Dietition Jack Norris has great info on Vitamin D here. Be sure also to read Vitamin D Researcher/MD Michael Hollick's book, The UV Advantage.

Recurrent Abdominal Pain (R.A.P.)

Pre Celiac Disease?

As soon as my daughter could talk she began to report to me that her tummy almost always hurt. Although it didn't become really bad until she was about 8 years old -- this I believe was due to long term exclusive breastfeeding. Throughout her early years, I raised the issue of her chronic abdominal pain with our family doctor on many occaisions, and he would assure me that nothing was wrong, that RAP was very common in children and usually due to emotional issues. When it increased in severity we went to see another doctor -- he thought she might have ulcers -- but that test came back negative and the other tests he ran showed that she was in good health. He thought she was fine too. Eventually I learned about gluten from a friend and well you can read the rest of this story by clicking on the links to articles at the top of this page. However the main point I wish to make here is this: In looking back, it is clear to me now that my daughter -- probably from birth was reacting to gluten. Her fussiness, her greenish stools, her starting to nurse and then pulling off and crying, and then years of tummy aches -- all suggest that gluten was causing her issues from the very beginning. On many occaisions I suspected that wheat might be affecting her -- but its withdrawal never entirely resolved her issues. Now of course I know that gluten is not just in wheat, but also barley, spelt, rye, oats and lots of things made from these. RAP is very common and most the time, it's cause is never found. I would urge anyone who's child is suffering, to explore the possibility that gluten might be the cause of their distress.

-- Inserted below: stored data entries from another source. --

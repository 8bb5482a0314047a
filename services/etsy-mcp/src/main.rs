//! Etsy MCP Server
//!
//! Single-binary Rust service that:
//! 1. Runs the Etsy OAuth (PKCE) flow in the browser via /auth and /callback
//! 2. Keeps the token record on disk and refreshes it on demand
//! 3. Exposes Etsy listing, shop and taxonomy tools over MCP at /mcp
//!
//! `etsy-mcp-server find-shop-id` prints the shop ID of the authenticated
//! account instead of starting the server.

mod auth_routes;
mod config;
mod error;
mod metrics;
mod pages;
mod shop;
mod tools;

#[cfg(test)]
mod test_support;

use std::sync::Arc;
use std::time::{Duration, Instant};

use anyhow::{Context, Result};
use axum::Router;
use axum::extract::State;
use axum::response::{Html, IntoResponse};
use axum::routing::get;
use etsy_auth::{FileTokenStore, OAuthClient, TokenManager};
use etsy_client::{ApiKeyInterceptor, BearerTokenInterceptor, EtsyClient};
use metrics_exporter_prometheus::PrometheusHandle;
use rmcp::transport::streamable_http_server::{
    StreamableHttpService, session::local::LocalSessionManager,
};
use tokio::net::TcpListener;
use tokio_util::sync::CancellationToken;
use tracing::{error, info, warn};
use tracing_subscriber::EnvFilter;
use tracing_subscriber::{layer::SubscriberExt, util::SubscriberInitExt};

use crate::auth_routes::AuthState;
use crate::config::Config;
use crate::tools::EtsyMcpServer;

/// Time allowed for in-flight requests after a shutdown signal.
const DRAIN_TIMEOUT: Duration = Duration::from_secs(10);

/// Shared application state accessible from all handlers
#[derive(Clone)]
struct AppState {
    tokens: Arc<TokenManager>,
    prometheus: PrometheusHandle,
    started_at: Instant,
    /// Public MCP endpoint URL shown on /docs
    mcp_url: String,
}

/// Build the axum router with all routes and shared state.
///
/// The concurrency limit covers every route, MCP included.
fn build_router(
    state: AppState,
    auth: AuthState,
    mcp: StreamableHttpService<EtsyMcpServer, LocalSessionManager>,
    max_connections: usize,
) -> Router {
    Router::new()
        .route("/", get(index_handler))
        .route("/health", get(health_handler))
        .route("/docs", get(docs_handler))
        .route("/mcp/schema", get(schema_handler))
        .route("/metrics", get(metrics_handler))
        .route_service("/mcp", mcp)
        .with_state(state)
        .merge(auth_routes::build_auth_router(auth))
        .layer(tower::limit::ConcurrencyLimitLayer::new(max_connections))
}

/// Split argv into an optional subcommand and an optional `--config` value.
fn parse_args(args: &[String]) -> (Option<&str>, Option<&str>) {
    let mut command = None;
    let mut config_path = None;
    let mut iter = args.iter().skip(1);
    while let Some(arg) = iter.next() {
        if arg == "--config" {
            config_path = iter.next().map(String::as_str);
        } else if command.is_none() && !arg.starts_with("--") {
            command = Some(arg.as_str());
        }
    }
    (command, config_path)
}

#[tokio::main]
async fn main() -> Result<()> {
    // JSON logs on stderr so find-shop-id output on stdout stays clean
    tracing_subscriber::registry()
        .with(
            EnvFilter::try_from_env("LOG_LEVEL")
                .or_else(|_| EnvFilter::try_from_default_env())
                .unwrap_or_else(|_| EnvFilter::new("info")),
        )
        .with(
            tracing_subscriber::fmt::layer()
                .json()
                .with_writer(std::io::stderr),
        )
        .init();

    let args: Vec<String> = std::env::args().collect();
    let (command, cli_config_path) = parse_args(&args);

    let config_path = Config::resolve_path(cli_config_path);
    info!(path = %config_path.display(), "loading configuration");

    let config = Config::load(&config_path)
        .with_context(|| format!("failed to load config from {}", config_path.display()))?;

    info!(
        listen_addr = %config.server.listen_addr,
        api_base_url = %config.etsy.api_base_url,
        redirect_uri = %config.etsy.redirect_uri,
        token_file = %config.etsy.token_file.display(),
        shop_id_set = config.etsy.shop_id.is_some(),
        "configuration loaded"
    );

    let api_key = config
        .etsy
        .api_key
        .clone()
        .context("Etsy API key missing from configuration")?;

    let http = reqwest::Client::builder()
        .timeout(Duration::from_secs(config.server.timeout_secs))
        .build()
        .context("failed to build HTTP client")?;

    let oauth = OAuthClient::new(
        http.clone(),
        config.client_id(),
        config.etsy.redirect_uri.clone(),
    )
    .with_scopes(config.etsy.scopes.clone());
    let store = FileTokenStore::new(config.etsy.token_file.clone());
    let tokens = Arc::new(TokenManager::new(Arc::new(store), oauth));

    let client = Arc::new(
        EtsyClient::new(http, config.etsy.api_base_url.clone())
            .with_interceptor(Arc::new(ApiKeyInterceptor::new(api_key)))
            .with_interceptor(Arc::new(BearerTokenInterceptor::new(tokens.clone()))),
    );

    match command {
        Some("find-shop-id") => return find_shop_id(&tokens, &client).await,
        Some(other) => anyhow::bail!("unknown command: {other} (available: find-shop-id)"),
        None => {}
    }

    // Install Prometheus metrics recorder before any metrics are emitted
    let prometheus = metrics::install_recorder().context("failed to install Prometheus recorder")?;

    if config.etsy.shop_id.is_none() {
        warn!("ETSY_SHOP_ID not set; shop-scoped tools will fail until it is configured");
    }

    let listen_addr = config.server.listen_addr;
    let ct = CancellationToken::new();
    let state = AppState {
        tokens: tokens.clone(),
        prometheus,
        started_at: Instant::now(),
        mcp_url: format!("http://{listen_addr}/mcp"),
    };
    let mcp = tools::mcp_service(client, config.etsy.shop_id.clone(), ct.child_token());
    let app = build_router(
        state,
        AuthState::new(tokens.clone()),
        mcp,
        config.server.max_connections,
    );

    let listener = TcpListener::bind(listen_addr)
        .await
        .with_context(|| format!("failed to bind to {listen_addr}"))?;

    info!(
        addr = %listen_addr,
        authenticated = tokens.has_valid_token().await,
        "accepting requests; visit /auth to authenticate with Etsy"
    );

    // Drain timeout starts at signal receipt, not at server start
    let (shutdown_tx, shutdown_rx) = tokio::sync::oneshot::channel::<()>();

    let server_handle = tokio::spawn(async move {
        axum::serve(listener, app)
            .with_graceful_shutdown(async {
                let _ = shutdown_rx.await;
            })
            .await
    });

    shutdown_signal().await;

    // Close open MCP streams, then let axum drain
    ct.cancel();
    let _ = shutdown_tx.send(());

    match tokio::time::timeout(DRAIN_TIMEOUT, server_handle).await {
        Ok(Ok(Ok(()))) => {
            info!("all in-flight requests drained");
        }
        Ok(Ok(Err(e))) => {
            error!(error = %e, "server error during shutdown");
        }
        Ok(Err(e)) => {
            error!(error = %e, "server task panicked");
        }
        Err(_) => {
            warn!(
                drain_timeout_secs = DRAIN_TIMEOUT.as_secs(),
                "drain timeout exceeded, forcing shutdown"
            );
        }
    }

    info!("shutdown complete");
    Ok(())
}

async fn find_shop_id(tokens: &TokenManager, client: &EtsyClient) -> Result<()> {
    let shops = shop::find_shops(tokens, client)
        .await
        .context("failed to find shop ID")?;
    print!("{}", shop::render_shops(&shops));
    Ok(())
}

/// Status page with authentication state and links.
async fn index_handler(State(state): State<AppState>) -> impl IntoResponse {
    Html(pages::index(state.tokens.has_valid_token().await))
}

/// Health endpoint: process is up; `authenticated` reports the token state.
async fn health_handler(State(state): State<AppState>) -> impl IntoResponse {
    let authenticated = state.tokens.has_valid_token().await;
    // Read after the validity check so a refresh that just happened is reflected
    let token_expires_at = match state.tokens.current_record().await {
        Ok(record) => record.and_then(|r| r.expires_at),
        Err(e) => {
            warn!(error = %e, "failed to read token record for health check");
            None
        }
    };
    let body = serde_json::json!({
        "status": "ok",
        "version": env!("CARGO_PKG_VERSION"),
        "authenticated": authenticated,
        "token_expires_at": token_expires_at,
        "uptime_seconds": state.started_at.elapsed().as_secs(),
    });

    (
        axum::http::StatusCode::OK,
        [(axum::http::header::CONTENT_TYPE, "application/json")],
        body.to_string(),
    )
}

async fn docs_handler(State(state): State<AppState>) -> impl IntoResponse {
    Html(pages::docs(&EtsyMcpServer::tool_definitions(), &state.mcp_url))
}

/// Tool names and descriptions, taken from the registered tool router.
async fn schema_handler() -> impl IntoResponse {
    let tools: Vec<serde_json::Value> = EtsyMcpServer::tool_definitions()
        .iter()
        .map(|tool| {
            serde_json::json!({
                "name": tool.name,
                "description": tool.description,
            })
        })
        .collect();

    axum::Json(serde_json::json!({
        "name": tools::SERVER_NAME,
        "version": env!("CARGO_PKG_VERSION"),
        "tools": tools,
    }))
}

/// Prometheus metrics endpoint in text exposition format.
async fn metrics_handler(State(state): State<AppState>) -> impl IntoResponse {
    (
        axum::http::StatusCode::OK,
        [(
            axum::http::header::CONTENT_TYPE,
            "text/plain; version=0.0.4; charset=utf-8",
        )],
        state.prometheus.render(),
    )
}

/// Wait for SIGTERM or SIGINT for graceful shutdown.
async fn shutdown_signal() {
    let ctrl_c = async {
        tokio::signal::ctrl_c()
            .await
            .expect("failed to install Ctrl+C handler");
    };

    #[cfg(unix)]
    let terminate = async {
        tokio::signal::unix::signal(tokio::signal::unix::SignalKind::terminate())
            .expect("failed to install SIGTERM handler")
            .recv()
            .await;
    };

    #[cfg(not(unix))]
    let terminate = std::future::pending::<()>();

    tokio::select! {
        _ = ctrl_c => info!("received SIGINT, shutting down"),
        _ = terminate => info!("received SIGTERM, shutting down"),
    }
}
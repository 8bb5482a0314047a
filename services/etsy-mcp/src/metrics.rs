//! Prometheus metrics exposition
//!
//! Metrics recorded across the workspace:
//!
//! - `mcp_tool_calls_total` (counter): labels `tool`, `outcome`
//! - `mcp_tool_call_duration_seconds` (histogram): label `tool`
//! - `etsy_api_requests_total` (counter, etsy-client): labels `method`, `status`
//! - `etsy_token_refresh_total` (counter, etsy-auth): label `outcome`

use metrics_exporter_prometheus::{BuildError, Matcher, PrometheusBuilder, PrometheusHandle};

const TOOL_DURATION_METRIC: &str = "mcp_tool_call_duration_seconds";

/// Tool calls wrap one or two Etsy round trips, so buckets run from 50ms to 60s.
const TOOL_DURATION_BUCKETS: &[f64] = &[0.05, 0.1, 0.25, 0.5, 1.0, 2.5, 5.0, 10.0, 30.0, 60.0];

fn builder() -> Result<PrometheusBuilder, BuildError> {
    PrometheusBuilder::new().set_buckets_for_metric(
        Matcher::Full(TOOL_DURATION_METRIC.to_string()),
        TOOL_DURATION_BUCKETS,
    )
}

/// Install the Prometheus recorder and return a handle for rendering `/metrics`.
pub fn install_recorder() -> Result<PrometheusHandle, BuildError> {
    builder()?.install_recorder()
}

/// Record one finished MCP tool call.
pub fn record_tool_call(tool: &'static str, success: bool, duration_secs: f64) {
    let outcome = if success { "success" } else { "error" };
    metrics::counter!("mcp_tool_calls_total", "tool" => tool, "outcome" => outcome).increment(1);
    metrics::histogram!(TOOL_DURATION_METRIC, "tool" => tool).record(duration_secs);
}
//! Etsy Open API v3 client
//!
//! `EtsyClient` sends JSON requests to the Etsy API. Authentication is not
//! hard-wired: each request passes through the registered
//! `RequestInterceptor`s, which add the `x-api-key` header and the OAuth
//! bearer token. Non-2xx responses are classified (rate limit, auth, client,
//! server) and logged at the point of failure.

pub mod client;
pub mod error;
pub mod interceptors;
pub mod models;

pub use client::{DEFAULT_API_BASE_URL, EtsyClient};
pub use error::{Error, ErrorClassification, Result, classify_status};
pub use interceptors::{ApiKeyInterceptor, BearerTokenInterceptor};

use std::future::Future;
use std::pin::Pin;

/// Hook run on every outgoing request before it is sent.
///
/// Interceptors run in registration order and may add or replace headers.
/// Uses `Pin<Box<dyn Future>>` return types for dyn-compatibility
/// (`Arc<dyn RequestInterceptor>`).
pub trait RequestInterceptor: Send + Sync {
    /// Identifier for logging (e.g. "api-key", "bearer-token")
    fn id(&self) -> &str;

    fn prepare_request<'a>(
        &'a self,
        headers: &'a mut reqwest::header::HeaderMap,
    ) -> Pin<Box<dyn Future<Output = Result<()>> + Send + 'a>>;
}
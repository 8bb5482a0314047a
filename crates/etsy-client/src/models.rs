//! Etsy listing, shop and taxonomy shapes
//!
//! Only the fields this server reads or writes are typed. Anything else Etsy
//! returns is kept in `extra` where it matters to callers.

use schemars::JsonSchema;
use serde::{Deserialize, Serialize};

/// Who made the item.
#[derive(Debug, Clone, Copy, Default, PartialEq, Eq, Serialize, Deserialize, JsonSchema)]
#[serde(rename_all = "snake_case")]
pub enum WhoMade {
    #[default]
    IDid,
    Collective,
    SomeoneElse,
}

/// When the item was made, as Etsy's fixed set of ranges.
#[derive(Debug, Clone, Copy, Default, PartialEq, Eq, Serialize, Deserialize, JsonSchema)]
pub enum WhenMade {
    #[serde(rename = "made_to_order")]
    MadeToOrder,
    #[default]
    #[serde(rename = "2020_2025")]
    Made2020To2025,
    #[serde(rename = "2010_2019")]
    Made2010To2019,
    #[serde(rename = "2000_2009")]
    Made2000To2009,
    #[serde(rename = "1990s")]
    Made1990s,
    #[serde(rename = "1980s")]
    Made1980s,
    #[serde(rename = "1970s")]
    Made1970s,
    #[serde(rename = "1960s")]
    Made1960s,
    #[serde(rename = "1950s")]
    Made1950s,
    #[serde(rename = "1940s")]
    Made1940s,
    #[serde(rename = "1930s")]
    Made1930s,
    #[serde(rename = "1920s")]
    Made1920s,
    #[serde(rename = "1910s")]
    Made1910s,
    #[serde(rename = "1900s")]
    Made1900s,
    #[serde(rename = "1800s")]
    Made1800s,
    #[serde(rename = "1700s")]
    Made1700s,
    #[serde(rename = "before_1700")]
    Before1700,
}

/// Body for `POST /application/shops/{shop_id}/listings`.
#[derive(Debug, Clone, Serialize)]
pub struct DraftListing {
    pub title: String,
    pub description: String,
    pub price: f64,
    pub quantity: u32,
    pub who_made: WhoMade,
    pub when_made: WhenMade,
    pub is_supply: bool,
    pub taxonomy_id: u64,
    #[serde(skip_serializing_if = "Option::is_none")]
    pub shipping_profile_id: Option<u64>,
    #[serde(skip_serializing_if = "Option::is_none")]
    pub shop_section_id: Option<u64>,
    #[serde(skip_serializing_if = "Vec::is_empty")]
    pub tags: Vec<String>,
    #[serde(skip_serializing_if = "Vec::is_empty")]
    pub materials: Vec<String>,
    #[serde(skip_serializing_if = "Vec::is_empty")]
    pub styles: Vec<String>,
    #[serde(skip_serializing_if = "Option::is_none")]
    pub processing_min: Option<u32>,
    #[serde(skip_serializing_if = "Option::is_none")]
    pub processing_max: Option<u32>,
    /// "physical" or "download"
    #[serde(rename = "type", skip_serializing_if = "Option::is_none")]
    pub listing_type: Option<String>,
}

impl DraftListing {
    /// Listing with Etsy's required fields; optional fields start empty.
    pub fn new(
        title: impl Into<String>,
        description: impl Into<String>,
        price: f64,
        taxonomy_id: u64,
    ) -> Self {
        Self {
            title: title.into(),
            description: description.into(),
            price,
            quantity: 1,
            who_made: WhoMade::default(),
            when_made: WhenMade::default(),
            is_supply: false,
            taxonomy_id,
            shipping_profile_id: None,
            shop_section_id: None,
            tags: Vec::new(),
            materials: Vec::new(),
            styles: Vec::new(),
            processing_min: None,
            processing_max: None,
            listing_type: None,
        }
    }
}

/// Body for `POST /application/shops/{shop_id}/listings/{listing_id}/images`.
#[derive(Debug, Clone, Serialize)]
pub struct ListingImage {
    /// Base64 image bytes without any `data:` URL prefix
    pub image: String,
    #[serde(skip_serializing_if = "Option::is_none")]
    pub rank: Option<u32>,
    #[serde(skip_serializing_if = "Option::is_none")]
    pub overwrite: Option<bool>,
    #[serde(skip_serializing_if = "Option::is_none")]
    pub alt_text: Option<String>,
}

impl ListingImage {
    /// Accepts raw base64 or a `data:image/...;base64,` URL.
    pub fn from_base64(data: &str) -> Self {
        let image = match data.strip_prefix("data:image") {
            Some(rest) => rest.split_once(',').map_or(rest, |(_, b64)| b64),
            None => data,
        };
        Self {
            image: image.to_string(),
            rank: None,
            overwrite: None,
            alt_text: None,
        }
    }
}

/// Etsy's standard list envelope.
#[derive(Debug, Clone, Serialize, Deserialize)]
pub struct Paginated<T> {
    pub count: u64,
    pub results: Vec<T>,
}

#[derive(Debug, Clone, Serialize, Deserialize)]
pub struct Shop {
    pub shop_id: u64,
    pub shop_name: String,
    #[serde(default)]
    pub url: Option<String>,
    #[serde(flatten)]
    pub extra: serde_json::Map<String, serde_json::Value>,
}

#[derive(Debug, Clone, Serialize, Deserialize)]
pub struct Listing {
    pub listing_id: u64,
    #[serde(default)]
    pub url: Option<String>,
    #[serde(default)]
    pub state: Option<String>,
    #[serde(default)]
    pub title: Option<String>,
    #[serde(flatten)]
    pub extra: serde_json::Map<String, serde_json::Value>,
}

#[derive(Debug, Clone, Serialize, Deserialize)]
pub struct ListingImageResponse {
    pub listing_image_id: u64,
    #[serde(default)]
    pub listing_id: Option<u64>,
    #[serde(flatten)]
    pub extra: serde_json::Map<String, serde_json::Value>,
}
//! Etsy OAuth 2.0 endpoints and defaults
//!
//! Etsy's v3 API uses authorization code + PKCE. The client ID is the app's
//! keystring, which is public; the tokens are the only secrets and live in
//! the token store.

/// Authorization page the user is redirected to.
pub const AUTHORIZE_ENDPOINT: &str = "https://www.etsy.com/oauth/connect";

/// Token endpoint for code exchange and refresh.
pub const TOKEN_ENDPOINT: &str = "https://api.etsy.com/v3/public/oauth/token";

/// Redirect URI used when none is configured. Must match the app settings on Etsy.
pub const DEFAULT_REDIRECT_URI: &str = "http://localhost:3000/callback";

/// Scopes needed to read shops and create or edit listings.
pub const DEFAULT_SCOPES: &str = "listings_r listings_w shops_r";

/// A stored access token must stay valid for at least this long to be handed
/// out without a refresh.
pub const EXPIRY_BUFFER_MILLIS: u64 = 300_000;
//! Durable storage for the single token record
//!
//! The store holds at most one `TokenRecord`. Saving replaces it outright.
//! A missing record is a normal state ("not yet authenticated"), reported
//! as `Ok(None)` rather than an error.

use std::future::Future;
use std::path::{Path, PathBuf};
use std::pin::Pin;

use tokio::sync::Mutex;
use tracing::{debug, info};

use crate::error::{Error, Result};
use crate::token::TokenRecord;

/// Backing storage for the token manager.
///
/// Uses `Pin<Box<dyn Future>>` return types so the manager can hold an
/// `Arc<dyn TokenStore>` and tests can swap in `MemoryTokenStore`.
pub trait TokenStore: Send + Sync {
    fn load(&self) -> Pin<Box<dyn Future<Output = Result<Option<TokenRecord>>> + Send + '_>>;

    fn save<'a>(
        &'a self,
        record: &'a TokenRecord,
    ) -> Pin<Box<dyn Future<Output = Result<()>> + Send + 'a>>;
}

/// JSON file store. Writes use temp file + rename so readers never see a
/// half-written record.
pub struct FileTokenStore {
    path: PathBuf,
    /// Serializes saves; concurrent writers would share the temp path
    write_lock: Mutex<()>,
}

impl FileTokenStore {
    pub fn new(path: impl Into<PathBuf>) -> Self {
        Self {
            path: path.into(),
            write_lock: Mutex::new(()),
        }
    }

    pub fn path(&self) -> &Path {
        &self.path
    }
}

impl TokenStore for FileTokenStore {
    fn load(&self) -> Pin<Box<dyn Future<Output = Result<Option<TokenRecord>>> + Send + '_>> {
        Box::pin(async move {
            let contents = match tokio::fs::read_to_string(&self.path).await {
                Ok(c) => c,
                Err(e) if e.kind() == std::io::ErrorKind::NotFound => {
                    debug!(path = %self.path.display(), "token file not found");
                    return Ok(None);
                }
                Err(e) => return Err(Error::Io(format!("reading token file: {e}"))),
            };

            let record: TokenRecord = serde_json::from_str(&contents)
                .map_err(|e| Error::TokenParse(format!("parsing token file: {e}")))?;
            Ok(Some(record))
        })
    }

    fn save<'a>(
        &'a self,
        record: &'a TokenRecord,
    ) -> Pin<Box<dyn Future<Output = Result<()>> + Send + 'a>> {
        Box::pin(async move {
            let _guard = self.write_lock.lock().await;
            write_atomic(&self.path, record).await?;
            info!(path = %self.path.display(), "token saved");
            Ok(())
        })
    }
}

/// In-memory store for tests and throwaway sessions.
#[derive(Default)]
pub struct MemoryTokenStore {
    record: Mutex<Option<TokenRecord>>,
}

impl MemoryTokenStore {
    pub fn new() -> Self {
        Self::default()
    }

    pub fn with_record(record: TokenRecord) -> Self {
        Self {
            record: Mutex::new(Some(record)),
        }
    }
}

impl TokenStore for MemoryTokenStore {
    fn load(&self) -> Pin<Box<dyn Future<Output = Result<Option<TokenRecord>>> + Send + '_>> {
        Box::pin(async move { Ok(self.record.lock().await.clone()) })
    }

    fn save<'a>(
        &'a self,
        record: &'a TokenRecord,
    ) -> Pin<Box<dyn Future<Output = Result<()>> + Send + 'a>> {
        Box::pin(async move {
            *self.record.lock().await = Some(record.clone());
            Ok(())
        })
    }
}

/// Write the record to `path` atomically.
///
/// The temp file sits in the same directory so the rename stays on one
/// filesystem. Mode is 0600 on unix since the file holds live tokens.
async fn write_atomic(path: &Path, record: &TokenRecord) -> Result<()> {
    let json = serde_json::to_string_pretty(record)
        .map_err(|e| Error::TokenParse(format!("serializing token: {e}")))?;

    let dir = path
        .parent()
        .ok_or_else(|| Error::Io("token path has no parent directory".into()))?;
    if !dir.as_os_str().is_empty() {
        tokio::fs::create_dir_all(dir)
            .await
            .map_err(|e| Error::Io(format!("creating token directory: {e}")))?;
    }

    let file_name = path
        .file_name()
        .ok_or_else(|| Error::Io("token path has no file name".into()))?
        .to_string_lossy();
    let tmp_path = dir.join(format!(".{file_name}.tmp.{}", std::process::id()));

    tokio::fs::write(&tmp_path, json.as_bytes())
        .await
        .map_err(|e| Error::Io(format!("writing temp token file: {e}")))?;

    #[cfg(unix)]
    {
        use std::os::unix::fs::PermissionsExt;
        let perms = std::fs::Permissions::from_mode(0o600);
        tokio::fs::set_permissions(&tmp_path, perms)
            .await
            .map_err(|e| Error::Io(format!("setting token file permissions: {e}")))?;
    }

    tokio::fs::rename(&tmp_path, path)
        .await
        .map_err(|e| Error::Io(format!("renaming temp token file: {e}")))?;

    debug!(path = %path.display(), "persisted token file");
    Ok(())
}
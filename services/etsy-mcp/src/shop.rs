//! `find-shop-id` command: look up the shops owned by the authenticated user
//! and print the `ETSY_SHOP_ID` line for the first one.

use etsy_auth::TokenManager;
use etsy_client::EtsyClient;
use etsy_client::models::Shop;
use std::fmt::Write;
use tracing::info;

use crate::error::{Error, Result};

/// Fetch the authenticated user's shops. Fails without a usable token or
/// when the account has no shop.
pub async fn find_shops(tokens: &TokenManager, client: &EtsyClient) -> Result<Vec<Shop>> {
    if !tokens.has_valid_token().await {
        return Err(Error::NotAuthenticated);
    }

    let page = client.get_my_shops().await?;
    if page.results.is_empty() {
        return Err(Error::NoShops);
    }

    info!(count = page.results.len(), "shops found for account");
    Ok(page.results)
}

/// Human-readable shop list ending with the env line for the first shop.
pub fn render_shops(shops: &[Shop]) -> String {
    let mut out = String::from("Shops found for your account:\n-----------------------------\n");
    for (index, shop) in shops.iter().enumerate() {
        let _ = writeln!(out, "[{}] Shop: {}", index + 1, shop.shop_name);
        let _ = writeln!(out, "    ID: {}", shop.shop_id);
        let _ = writeln!(out, "    URL: {}", shop.url.as_deref().unwrap_or("-"));
        out.push('\n');
    }
    if let Some(first) = shops.first() {
        let _ = writeln!(out, "Your Etsy shop ID is: {}", first.shop_id);
        let _ = writeln!(out, "\nSet it in your environment or config with:");
        let _ = writeln!(out, "ETSY_SHOP_ID={}", first.shop_id);
    }
    out
}

#[cfg(test)]
mod tests {
    use super::*;
    use crate::test_support::{MockEtsyApi, etsy_client, fresh_record, token_manager};
    use axum::http::StatusCode;

    const MY_SHOPS: &str = r#"{"count":2,"results":[
        {"shop_id":42,"shop_name":"CeramicsCo","url":"https://www.etsy.com/shop/CeramicsCo"},
        {"shop_id":43,"shop_name":"PrintsCo"}
    ]}"#;

    #[tokio::test]
    async fn lists_shops_for_authenticated_user() {
        let api = MockEtsyApi::start(&[(
            "GET",
            "/v3/application/users/me/shops",
            StatusCode::OK,
            MY_SHOPS,
        )])
        .await;
        let tokens = token_manager(Some(fresh_record()));
        let client = etsy_client(&api.base_url, tokens.clone());

        let shops = find_shops(&tokens, &client).await.unwrap();
        assert_eq!(shops.len(), 2);
        assert_eq!(shops[0].shop_id, 42);

        let output = render_shops(&shops);
        assert!(output.contains("[1] Shop: CeramicsCo"));
        assert!(output.contains("[2] Shop: PrintsCo"));
        assert!(output.contains("URL: -"));
        assert!(output.trim_end().ends_with("ETSY_SHOP_ID=42"));
    }

    #[tokio::test]
    async fn requires_a_valid_token() {
        let api = MockEtsyApi::start(&[]).await;
        let tokens = token_manager(None);
        let client = etsy_client(&api.base_url, tokens.clone());

        let err = find_shops(&tokens, &client).await.unwrap_err();
        assert!(matches!(err, Error::NotAuthenticated));
        assert!(api.requests().is_empty(), "no API call without a token");
    }

    #[tokio::test]
    async fn account_without_shops_is_an_error() {
        let api = MockEtsyApi::start(&[(
            "GET",
            "/v3/application/users/me/shops",
            StatusCode::OK,
            r#"{"count":0,"results":[]}"#,
        )])
        .await;
        let tokens = token_manager(Some(fresh_record()));
        let client = etsy_client(&api.base_url, tokens.clone());

        let err = find_shops(&tokens, &client).await.unwrap_err();
        assert!(matches!(err, Error::NoShops));
    }

    #[tokio::test]
    async fn api_errors_propagate() {
        let api = MockEtsyApi::start(&[(
            "GET",
            "/v3/application/users/me/shops",
            StatusCode::FORBIDDEN,
            r#"{"error":"insufficient scope"}"#,
        )])
        .await;
        let tokens = token_manager(Some(fresh_record()));
        let client = etsy_client(&api.base_url, tokens.clone());

        let err = find_shops(&tokens, &client).await.unwrap_err();
        assert!(matches!(err, Error::Etsy(_)));
        assert!(err.to_string().contains("insufficient scope"));
    }
}
//! Configuration and startup errors shared across the workspace

use thiserror::Error;

#[derive(Error, Debug)]
pub enum Error {
    #[error("Configuration error: {0}")]
    Config(String),

    #[error("Missing required setting: {0}")]
    MissingSetting(&'static str),

    #[error("I/O error: {0}")]
    Io(#[from] std::io::Error),

    #[error("TOML parse error: {0}")]
    Toml(#[from] toml::de::Error),
}

pub type Result<T> = std::result::Result<T, Error>;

Why is Gluten so Problematic?

August of 2009 Scientific American published this very in-depth article on Celiac Disease:

With this quote in it:

"Gluten, however, has a peculiar structure: it is unusually rich in the amino acids glutamine and proline. This property renders part of the molecule impervious to our protein-chopping machinery, leaving small protein fragments, or peptides, intact."

However one thing the article left unanswered. I want to know what is the scientific basis for so many doctors believing that antigliadin antibodies are non-specific and are not (by themselves) indicitive of a problem? The article said that anti-gliadin antibodies are NOT considered specific to celiac disease because they are often found in people who do not have celiac disease. But given that it has only been about 65 years that the medical profession has even made the connection between celiac disease and gluten, and only SIX years since the medical profession realized the incidence was at least TEN TIMES more common then they previously thought....why are they still assuming that anti-gliadin antibodies are nonspecific?

Could it be that all those people who do have antigliadin antibodies in their systems, but don't show damage to the villi are still having a dangerous reaction to gluten? Should the definition of celiac disease be altered...or else dropped altogether and simply be part of a condition called gluten sensitivity which may or may not create visible damage to the villi of the small intestine?

Taxonomic Relationship Amongst Grains

Taxonomic Relationship Amongst Grains
Only the Hordeae tribe make their own gluten -- but oats can absorb gluten if they are grown or stored near gluten containing grains.